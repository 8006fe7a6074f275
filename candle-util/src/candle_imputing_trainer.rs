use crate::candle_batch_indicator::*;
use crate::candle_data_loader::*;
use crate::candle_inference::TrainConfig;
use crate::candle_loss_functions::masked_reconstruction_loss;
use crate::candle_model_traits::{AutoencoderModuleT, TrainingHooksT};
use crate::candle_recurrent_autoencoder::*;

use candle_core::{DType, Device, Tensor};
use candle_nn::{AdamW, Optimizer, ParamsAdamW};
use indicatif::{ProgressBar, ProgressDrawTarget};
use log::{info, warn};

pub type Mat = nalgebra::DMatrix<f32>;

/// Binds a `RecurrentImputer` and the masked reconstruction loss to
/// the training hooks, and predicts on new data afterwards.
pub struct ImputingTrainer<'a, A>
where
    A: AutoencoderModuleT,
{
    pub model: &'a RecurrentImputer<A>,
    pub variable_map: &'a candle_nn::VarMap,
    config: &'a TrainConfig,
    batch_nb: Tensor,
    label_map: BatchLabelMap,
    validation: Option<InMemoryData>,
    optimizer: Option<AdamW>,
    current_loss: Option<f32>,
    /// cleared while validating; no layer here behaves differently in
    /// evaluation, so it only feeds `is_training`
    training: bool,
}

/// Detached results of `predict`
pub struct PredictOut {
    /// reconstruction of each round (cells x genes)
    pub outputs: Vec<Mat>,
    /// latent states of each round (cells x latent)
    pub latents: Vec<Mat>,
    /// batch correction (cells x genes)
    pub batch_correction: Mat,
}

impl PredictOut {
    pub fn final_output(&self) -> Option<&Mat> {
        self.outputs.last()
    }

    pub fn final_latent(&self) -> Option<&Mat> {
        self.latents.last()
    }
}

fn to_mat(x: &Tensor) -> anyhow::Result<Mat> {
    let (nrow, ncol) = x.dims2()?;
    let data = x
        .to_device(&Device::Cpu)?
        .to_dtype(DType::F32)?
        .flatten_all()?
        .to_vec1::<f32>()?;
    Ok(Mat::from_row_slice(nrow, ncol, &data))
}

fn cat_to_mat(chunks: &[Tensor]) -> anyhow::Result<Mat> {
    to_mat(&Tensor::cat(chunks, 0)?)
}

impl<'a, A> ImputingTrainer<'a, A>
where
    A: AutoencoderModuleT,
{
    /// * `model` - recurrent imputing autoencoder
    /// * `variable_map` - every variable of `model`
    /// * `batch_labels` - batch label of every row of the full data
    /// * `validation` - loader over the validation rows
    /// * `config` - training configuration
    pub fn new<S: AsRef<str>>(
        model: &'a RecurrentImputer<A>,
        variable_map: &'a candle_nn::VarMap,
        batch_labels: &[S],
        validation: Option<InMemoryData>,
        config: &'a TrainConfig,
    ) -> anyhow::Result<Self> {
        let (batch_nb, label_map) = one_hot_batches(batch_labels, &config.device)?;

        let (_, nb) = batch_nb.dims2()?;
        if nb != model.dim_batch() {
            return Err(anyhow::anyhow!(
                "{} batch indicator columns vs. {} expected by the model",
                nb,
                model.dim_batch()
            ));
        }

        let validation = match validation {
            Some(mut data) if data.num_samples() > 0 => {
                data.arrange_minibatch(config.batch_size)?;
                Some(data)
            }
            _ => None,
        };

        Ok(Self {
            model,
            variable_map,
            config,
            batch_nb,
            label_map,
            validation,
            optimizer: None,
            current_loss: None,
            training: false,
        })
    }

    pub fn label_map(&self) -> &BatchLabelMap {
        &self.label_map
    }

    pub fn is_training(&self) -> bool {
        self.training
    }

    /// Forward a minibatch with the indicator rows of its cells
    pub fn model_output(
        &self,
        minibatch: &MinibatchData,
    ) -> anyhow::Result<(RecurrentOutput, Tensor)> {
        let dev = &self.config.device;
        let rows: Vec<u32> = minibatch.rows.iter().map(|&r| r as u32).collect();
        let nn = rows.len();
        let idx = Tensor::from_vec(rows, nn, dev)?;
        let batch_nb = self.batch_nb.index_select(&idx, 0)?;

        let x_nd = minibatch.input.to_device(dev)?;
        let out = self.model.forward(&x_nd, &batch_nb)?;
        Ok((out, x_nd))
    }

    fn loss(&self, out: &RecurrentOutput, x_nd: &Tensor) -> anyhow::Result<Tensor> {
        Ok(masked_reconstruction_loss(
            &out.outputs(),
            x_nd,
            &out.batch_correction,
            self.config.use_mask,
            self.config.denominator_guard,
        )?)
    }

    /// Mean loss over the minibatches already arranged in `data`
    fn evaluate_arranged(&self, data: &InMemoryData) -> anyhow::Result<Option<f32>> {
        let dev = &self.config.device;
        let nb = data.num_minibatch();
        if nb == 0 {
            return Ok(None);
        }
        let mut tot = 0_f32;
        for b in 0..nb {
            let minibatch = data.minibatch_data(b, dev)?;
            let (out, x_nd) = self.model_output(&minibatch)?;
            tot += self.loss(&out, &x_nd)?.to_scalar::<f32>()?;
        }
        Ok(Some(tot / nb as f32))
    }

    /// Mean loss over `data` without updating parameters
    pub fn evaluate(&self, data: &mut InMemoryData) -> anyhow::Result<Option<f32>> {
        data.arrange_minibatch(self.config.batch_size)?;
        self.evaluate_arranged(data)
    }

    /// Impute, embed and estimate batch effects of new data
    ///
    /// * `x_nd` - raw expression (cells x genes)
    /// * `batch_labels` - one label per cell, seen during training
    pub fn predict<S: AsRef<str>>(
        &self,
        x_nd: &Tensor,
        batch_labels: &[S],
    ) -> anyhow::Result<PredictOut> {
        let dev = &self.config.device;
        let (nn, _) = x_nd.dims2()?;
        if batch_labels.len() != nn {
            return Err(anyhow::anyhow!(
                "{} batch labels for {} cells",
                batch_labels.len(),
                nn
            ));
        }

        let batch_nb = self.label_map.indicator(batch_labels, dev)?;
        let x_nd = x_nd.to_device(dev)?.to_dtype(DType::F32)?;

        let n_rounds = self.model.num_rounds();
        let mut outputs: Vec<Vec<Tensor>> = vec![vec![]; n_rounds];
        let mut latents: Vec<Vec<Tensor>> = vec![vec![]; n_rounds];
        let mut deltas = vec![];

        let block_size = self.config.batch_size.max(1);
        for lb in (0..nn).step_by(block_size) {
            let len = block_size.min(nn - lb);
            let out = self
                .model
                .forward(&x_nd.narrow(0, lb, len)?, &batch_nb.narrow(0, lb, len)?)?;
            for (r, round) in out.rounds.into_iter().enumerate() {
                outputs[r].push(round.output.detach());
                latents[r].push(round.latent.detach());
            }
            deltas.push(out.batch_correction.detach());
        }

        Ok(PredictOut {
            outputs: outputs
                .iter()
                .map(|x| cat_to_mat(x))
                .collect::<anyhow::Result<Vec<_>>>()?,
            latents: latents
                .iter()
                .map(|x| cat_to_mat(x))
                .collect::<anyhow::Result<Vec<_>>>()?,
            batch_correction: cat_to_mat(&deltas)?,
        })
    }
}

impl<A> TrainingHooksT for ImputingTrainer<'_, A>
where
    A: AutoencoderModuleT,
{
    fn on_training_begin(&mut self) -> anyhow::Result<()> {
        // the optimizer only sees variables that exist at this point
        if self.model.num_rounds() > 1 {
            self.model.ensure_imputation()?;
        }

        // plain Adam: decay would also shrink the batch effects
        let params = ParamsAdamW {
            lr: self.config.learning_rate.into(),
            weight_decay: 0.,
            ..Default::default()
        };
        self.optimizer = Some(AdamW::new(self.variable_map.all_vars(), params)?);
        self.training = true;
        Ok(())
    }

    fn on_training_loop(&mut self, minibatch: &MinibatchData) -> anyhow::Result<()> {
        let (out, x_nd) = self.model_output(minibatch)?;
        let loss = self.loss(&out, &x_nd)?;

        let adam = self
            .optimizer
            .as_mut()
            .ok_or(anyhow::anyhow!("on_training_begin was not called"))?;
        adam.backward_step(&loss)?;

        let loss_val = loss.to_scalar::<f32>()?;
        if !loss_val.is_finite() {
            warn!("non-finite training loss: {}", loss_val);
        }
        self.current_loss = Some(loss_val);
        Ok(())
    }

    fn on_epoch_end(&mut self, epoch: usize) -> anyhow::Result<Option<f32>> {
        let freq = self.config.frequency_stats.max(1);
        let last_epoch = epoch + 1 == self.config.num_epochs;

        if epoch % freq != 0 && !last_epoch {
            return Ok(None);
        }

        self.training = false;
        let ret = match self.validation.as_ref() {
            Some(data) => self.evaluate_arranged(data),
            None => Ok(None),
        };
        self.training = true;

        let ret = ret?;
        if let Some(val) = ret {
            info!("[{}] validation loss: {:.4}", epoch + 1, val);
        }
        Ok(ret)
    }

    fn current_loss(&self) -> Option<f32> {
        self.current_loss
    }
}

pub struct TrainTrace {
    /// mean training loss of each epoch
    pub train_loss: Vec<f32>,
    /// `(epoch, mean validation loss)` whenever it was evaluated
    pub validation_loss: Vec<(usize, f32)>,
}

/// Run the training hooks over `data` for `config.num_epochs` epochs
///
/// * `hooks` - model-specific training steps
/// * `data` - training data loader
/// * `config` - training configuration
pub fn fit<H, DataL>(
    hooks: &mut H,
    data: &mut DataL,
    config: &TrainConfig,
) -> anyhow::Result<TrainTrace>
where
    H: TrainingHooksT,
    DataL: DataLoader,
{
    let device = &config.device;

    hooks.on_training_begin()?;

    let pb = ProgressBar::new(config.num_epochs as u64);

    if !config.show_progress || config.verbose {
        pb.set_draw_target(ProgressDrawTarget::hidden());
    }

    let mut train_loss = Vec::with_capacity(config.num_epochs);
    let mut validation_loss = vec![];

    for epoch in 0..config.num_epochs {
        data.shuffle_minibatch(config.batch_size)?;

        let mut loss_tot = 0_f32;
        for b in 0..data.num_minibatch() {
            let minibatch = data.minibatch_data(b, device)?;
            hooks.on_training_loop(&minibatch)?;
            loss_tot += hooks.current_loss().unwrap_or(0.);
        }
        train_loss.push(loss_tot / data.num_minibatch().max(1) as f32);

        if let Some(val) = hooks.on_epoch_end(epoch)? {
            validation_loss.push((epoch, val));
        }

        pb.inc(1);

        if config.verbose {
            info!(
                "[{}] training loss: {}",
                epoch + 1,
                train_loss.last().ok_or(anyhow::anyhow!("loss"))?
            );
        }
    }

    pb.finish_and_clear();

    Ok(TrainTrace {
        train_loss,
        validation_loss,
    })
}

● ● ● ●

**WORK REQUIRED**
Take the lines above from the one containing "pub fn final_latent(&self)" down to the one containing "recurrent imputing autoencoder", and transcribe them exactly, both ends included.

**TASK RESULT**
    pub fn final_latent(&self) -> Option<&Mat> {
        self.latents.last()
    }
}

fn to_mat(x: &Tensor) -> anyhow::Result<Mat> {
    let (nrow, ncol) = x.dims2()?;
    let data = x
        .to_device(&Device::Cpu)?
        .to_dtype(DType::F32)?
        .flatten_all()?
        .to_vec1::<f32>()?;
    Ok(Mat::from_row_slice(nrow, ncol, &data))
}

fn cat_to_mat(chunks: &[Tensor]) -> anyhow::Result<Mat> {
    to_mat(&Tensor::cat(chunks, 0)?)
}

impl<'a, A> ImputingTrainer<'a, A>
where
    A: AutoencoderModuleT,
{
    /// * `model` - recurrent imputing autoencoder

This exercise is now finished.